To be truthful to Shane on this one, this was simply an instance he utilized in considered one of his lessons. It is an fascinating instance the way it's simple to get confused if you happen to simply have a look at one supply, paying homage to some examples we have mentioned earlier on this area:
- What's Russia's GDP per capita?
- The contradictory literature on the consequences on political attitudes of having a son or daughter.
- Numerous claims about the relation between age and happiness.
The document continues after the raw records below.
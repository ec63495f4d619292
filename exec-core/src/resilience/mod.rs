//! Failure-isolation primitives shared by the execution service and the
//! integration layer: a three-state circuit breaker guarding engine calls,
//! the linear retry helper the execution service's engine-call path uses
//! before giving up, and the process-level shutdown machinery (signal-driven
//! kill switch, panic hook) demo binaries install around the whole pipeline.

pub mod circuit_breaker;
pub mod kill_switch;
pub mod panic;
pub mod retry;

pub use circuit_breaker::{CircuitBreaker, CircuitBreakerConfig, CircuitState};
pub use kill_switch::{KillSwitch, KillSwitchState};
pub use panic::install_panic_handler;
pub use retry::{retry_engine_call, RetryConfig};
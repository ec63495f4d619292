//! JSON snapshot format shared between the demo binaries (which write it)
//! and the operator CLI (which reads it).
//!
//! A snapshot is a point-in-time dump of one execution service's metrics and
//! one portfolio's full position book. It is not a persistence format for
//! the running engine — just a handoff artifact so an operator tool can
//! inspect a process's state without attaching to it directly.

use std::fs::File;
use std::io::{BufReader, BufWriter};
use std::path::Path;

use anyhow::{Context, Result};
use serde::{Deserialize, Serialize};

use crate::execution::ExecutionMetricsSnapshot;
use crate::portfolio::Portfolio;

#[derive(Debug, Clone, Serialize, Deserialize)]
pub struct EngineSnapshot {
    pub taken_at: i64,
    pub execution: ExecutionMetricsSnapshot,
    pub portfolio: Portfolio,
}

impl EngineSnapshot {
    pub fn new(taken_at: i64, execution: ExecutionMetricsSnapshot, portfolio: Portfolio) -> Self {
        Self { taken_at, execution, portfolio }
    }

    pub fn write_to(&self, path: impl AsRef<Path>) -> Result<()> {
        let path = path.as_ref();
        let file = File::create(path).with_context(|| format!("creating snapshot file {}", path.display()))?;
        serde_json::to_writer_pretty(BufWriter::new(file), self).context("serializing engine snapshot")?;
        Ok(())
    }

    pub fn read_from(path: impl AsRef<Path>) -> Result<Self> {
        let path = path.as_ref();
        let file = File::open(path).with_context(|| format!("opening snapshot file {}", path.display()))?;
        let snapshot = serde_json::from_reader(BufReader::new(file)).context("deserializing engine snapshot")?;
        Ok(snapshot)
    }
}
All these examples function contradictory claims within the literature which might be every made very strongly. The issue just isn't a lot within the disagreement---there is professional uncertainty on these points, together with actual variation---but relatively that the separate claims are introduced as deterministic numbers or as near-certain conclusions. Kinda like this infamous story from Hynes and Vanmarcke (1977) and retold in Active Statistics:
Shane summarizes:
The final message has develop into much more cynical; transmogrifying from “You may’t belief all the things you learn,” to “You may’t belief something you learn.”
I would not fairly put it that strongly; relatively, I might say that it is a good suggestion to search out a number of information sources and a number of analyses, and do not count on that the very first thing you discover will inform the entire story.